Vous êtes invités à lire deux extraits correspondant à un échange entre Giorgo Vasari – proche collaborateur du duc Cosimo et bon connaisseur de la scène artistique qu’il commente dans ses Vies des peintres – et Michel-Ange Buonarroti qui s’acquitte à Rome de la charge pesante de mener à terme la construction de la basilique Saint Pierre. Tous deux prennent la mesure des changements politiques et sociétaux qui affectent la réception des œuvres et conduisent Pontormo au désespoir d’un manque de reconnaissance lui faisant envisager de détruire le travail de dix années sur les fresques du chœur de la chapelle San Lorenzo.
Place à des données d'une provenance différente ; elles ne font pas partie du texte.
use crate::core::{AudioSpec, Packet, PixelFormat, PlayerError, Rational, Result, SampleFormat, VideoFrame};
use crate::player::source::{Decoder, Receive, Resampler, Scaler};
use ffmpeg_next as ffmpeg;
use ffmpeg_next::{codec, format, software, util};
use log::{debug, info};

fn to_av_packet(packet: &Packet) -> ffmpeg::Packet {
    let mut av = ffmpeg::Packet::copy(&packet.data);
    av.set_stream(packet.stream_index);
    av.set_pts(packet.pts);
    av.set_dts(packet.dts);
    av.set_duration(packet.duration);
    av
}

fn receive<T>(result: std::result::Result<(), ffmpeg::Error>, frame: T) -> Result<Receive<T>> {
    match result {
        Ok(()) => Ok(Receive::Frame(frame)),
        Err(ffmpeg::Error::Other { errno }) if errno == util::error::EAGAIN => Ok(Receive::NeedMoreInput),
        Err(ffmpeg::Error::Eof) => Ok(Receive::EndOfStream),
        Err(e) => Err(PlayerError::DecodeError(e.to_string())),
    }
}

fn send(decoder: &mut codec::decoder::Opened, packet: &Packet) -> Result<()> {
    // 空包在 FFmpeg 里表示冲刷，这里按"零帧"处理
    if packet.data.is_empty() {
        return Ok(());
    }
    decoder
        .send_packet(&to_av_packet(packet))
        .map_err(|e| PlayerError::DecodeError(e.to_string()))
}

/// FFmpeg 音频解码器
pub struct FfmpegAudioDecoder {
    decoder: codec::decoder::Audio,
}

// 解码器上下文只在音频回调里使用
unsafe impl Send for FfmpegAudioDecoder {}

impl FfmpegAudioDecoder {
    pub fn from_stream(stream: &format::stream::Stream) -> Result<Self> {
        let context = codec::context::Context::from_parameters(stream.parameters())
            .map_err(|e| PlayerError::DecoderOpenError(format!("音频: {}", e)))?;
        let decoder = context
            .decoder()
            .audio()
            .map_err(|e| PlayerError::DecoderOpenError(format!("音频: {}", e)))?;

        debug!(
            "音频解码器: {} Hz, {} 声道, 格式: {:?}",
            decoder.rate(),
            decoder.channels(),
            decoder.format()
        );
        Ok(Self { decoder })
    }

    /// 源音频规格
    pub fn spec(&self) -> AudioSpec {
        AudioSpec {
            sample_rate: self.decoder.rate(),
            channels: self.decoder.channels(),
            format: sample_format(self.decoder.format()),
        }
    }
}

impl Decoder for FfmpegAudioDecoder {
    type Frame = util::frame::Audio;

    fn send(&mut self, packet: &Packet) -> Result<()> {
        send(&mut self.decoder, packet)
    }

    fn receive_frame(&mut self) -> Result<Receive<Self::Frame>> {
        let mut frame = util::frame::Audio::empty();
        let result = self.decoder.receive_frame(&mut frame);
        receive(result, frame)
    }

    fn send_eof(&mut self) -> Result<()> {
        self.decoder.send_eof().map_err(|e| PlayerError::DecodeError(e.to_string()))
    }
}

/// FFmpeg 视频解码器（软件解码）
pub struct FfmpegVideoDecoder {
    decoder: codec::decoder::Video,
}

unsafe impl Send for FfmpegVideoDecoder {}

impl FfmpegVideoDecoder {
    pub fn from_stream(stream: &format::stream::Stream) -> Result<Self> {
        let context = codec::context::Context::from_parameters(stream.parameters())
            .map_err(|e| PlayerError::DecoderOpenError(format!("视频: {}", e)))?;
        let decoder = context
            .decoder()
            .video()
            .map_err(|e| PlayerError::DecoderOpenError(format!("视频: {}", e)))?;

        debug!(
            "视频解码器: {}x{}, 格式: {:?}",
            decoder.width(),
            decoder.height(),
            decoder.format()
        );
        Ok(Self { decoder })
    }

    pub fn width(&self) -> u32 {
        self.decoder.width()
    }

    pub fn height(&self) -> u32 {
        self.decoder.height()
    }
}

impl Decoder for FfmpegVideoDecoder {
    type Frame = util::frame::Video;

    fn send(&mut self, packet: &Packet) -> Result<()> {
        send(&mut self.decoder, packet)
    }

    fn receive_frame(&mut self) -> Result<Receive<Self::Frame>> {
        let mut frame = util::frame::Video::empty();
        let result = self.decoder.receive_frame(&mut frame);
        receive(result, frame)
    }

    fn send_eof(&mut self) -> Result<()> {
        self.decoder.send_eof().map_err(|e| PlayerError::DecodeError(e.to_string()))
    }
}

/// swresample 重采样器：任意源格式 → 交织 S16
pub struct SwrResampler {
    context: Option<software::resampling::Context>,
    output: AudioSpec,
}

// SwrContext 本身不是 Send，但它只在音频回调线程里使用
unsafe impl Send for SwrResampler {}

impl SwrResampler {
    pub fn new(output: AudioSpec) -> Self {
        Self { context: None, output }
    }
}

impl Resampler for SwrResampler {
    type Frame = util::frame::Audio;

    fn convert(&mut self, frame: &util::frame::Audio, out: &mut [u8]) -> Result<usize> {
        // 首帧到来时才知道真实的源格式
        if self.context.is_none() {
            let mut source_layout = frame.channel_layout();
            if source_layout.is_empty() {
                source_layout = util::channel_layout::ChannelLayout::default(frame.channels() as i32);
            }
            let target_layout = util::channel_layout::ChannelLayout::default(self.output.channels as i32);

            info!(
                "🔧 初始化音频重采样器: {}Hz/{}ch/{:?} → {}Hz/{}ch/s16",
                frame.rate(),
                frame.channels(),
                frame.format(),
                self.output.sample_rate,
                self.output.channels
            );
            let context = software::resampling::Context::get(
                frame.format(),
                source_layout,
                frame.rate(),
                util::format::Sample::I16(util::format::sample::Type::Packed),
                target_layout,
                self.output.sample_rate,
            )
            .map_err(|e| PlayerError::ResampleError(e.to_string()))?;
            self.context = Some(context);
        }

        let context = self
            .context
            .as_mut()
            .ok_or_else(|| PlayerError::ResampleError("重采样器未初始化".to_string()))?;

        let mut resampled = util::frame::Audio::empty();
        context
            .run(frame, &mut resampled)
            .map_err(|e| PlayerError::ResampleError(e.to_string()))?;

        let samples = resampled.samples();
        let bytes = self.output.bytes_for(samples);
        if bytes > out.len() {
            return Err(PlayerError::ResampleError(format!(
                "输出缓冲区不足: 需要 {} 字节，只有 {}",
                bytes,
                out.len()
            )));
        }
        out[..bytes].copy_from_slice(&resampled.data(0)[..bytes]);
        Ok(samples)
    }
}

/// swscale 转换器：任意像素格式 → RGBA（显示尺寸）
pub struct SwsScaler {
    context: Option<software::scaling::Context>,
    source: Option<(util::format::Pixel, u32, u32)>,
    time_base: Rational,
    width: u32,
    height: u32,
}

// SwsContext 本身不是 Send，但我们确保只在分发线程中使用它
unsafe impl Send for SwsScaler {}

impl SwsScaler {
    pub fn new(time_base: Rational, width: u32, height: u32) -> Self {
        Self {
            context: None,
            source: None,
            time_base,
            width,
            height,
        }
    }
}

impl Scaler for SwsScaler {
    type Frame = util::frame::Video;

    fn scale(&mut self, frame: &util::frame::Video) -> Result<VideoFrame> {
        let source = (frame.format(), frame.width(), frame.height());
        // 源格式或尺寸变化时重建
        if self.source != Some(source) {
            let context = software::scaling::Context::get(
                source.0,
                source.1,
                source.2,
                util::format::Pixel::RGBA,
                self.width,
                self.height,
                software::scaling::Flags::BILINEAR,
            )
            .map_err(|e| PlayerError::ScaleError(e.to_string()))?;
            debug!("创建图像转换器: {:?} {}x{} → RGBA {}x{}", source.0, source.1, source.2, self.width, self.height);
            self.context = Some(context);
            self.source = Some(source);
        }

        let context = self
            .context
            .as_mut()
            .ok_or_else(|| PlayerError::ScaleError("转换器未初始化".to_string()))?;

        let mut rgba_frame = util::frame::Video::empty();
        context
            .run(frame, &mut rgba_frame)
            .map_err(|e| PlayerError::ScaleError(e.to_string()))?;

        // 复制数据到连续内存
        let row_size = self.width as usize * 4;
        let mut data = vec![0u8; PixelFormat::RGBA.buffer_size(self.width, self.height)];
        let stride = rgba_frame.stride(0);
        let frame_data = rgba_frame.data(0);
        for y in 0..self.height as usize {
            let src_offset = y * stride;
            let dst_offset = y * row_size;
            data[dst_offset..dst_offset + row_size].copy_from_slice(&frame_data[src_offset..src_offset + row_size]);
        }

        Ok(VideoFrame {
            pts: self.time_base.to_millis(frame.timestamp().unwrap_or(0)),
            width: self.width,
            height: self.height,
            format: PixelFormat::RGBA,
            data,
        })
    }
}

/// FFmpeg 采样格式 → 本地采样格式（平面/交织不区分）
pub fn sample_format(format: util::format::Sample) -> SampleFormat {
    use util::format::Sample;
    match format {
        Sample::U8(_) => SampleFormat::U8,
        Sample::I16(_) => SampleFormat::S16,
        Sample::I32(_) => SampleFormat::S32,
        Sample::F32(_) => SampleFormat::F32,
        Sample::F64(_) => SampleFormat::F64,
        _ => SampleFormat::S16,
    }
}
Au cœur de cet échange l’évolution des goûts et la remise en cause de l’usage de la perspective…





Il est plaisant d’admirer avec Paul Veyne dans son Musée imaginaire de l’art italien ces artistes qu’il nomme « Irréguliers ou Maniéristes » et qui s’écartent des règles du classicisme institué pour imposer une esthétique « déréalisante » s’affranchissant des règles de la perspective. Il retient deux œuvres de Pontormo – une Descente de croix et une Visitation – qui se juxtaposent dans le livre et nous apparaissent dissemblables dans leur composition et leurs coloris. Les deux sont intrigantes et fascinantes par leur étrangeté. L’agrandissement de La Visitation permet de voir sur la gauche du tableau le non respect des proportions qui laisse toute la place au groupe des 4 figures et si, après avoir regardé avec attention cette superbe composition d’ensemble, on agrandit le seul rectangle des visages, on est saisi de l’audace de la confrontation des regards : face à face des cousines // fixité des yeux axés sur un lointain encore indiscernable et déjà là. Serait-il possible que ce dédoublement des images révèle l’identité commune des personnes, que les témoins se confondent avec Marie et Elizabeth, exprimant leur prescience intuitive d’un à venir encore informulable ?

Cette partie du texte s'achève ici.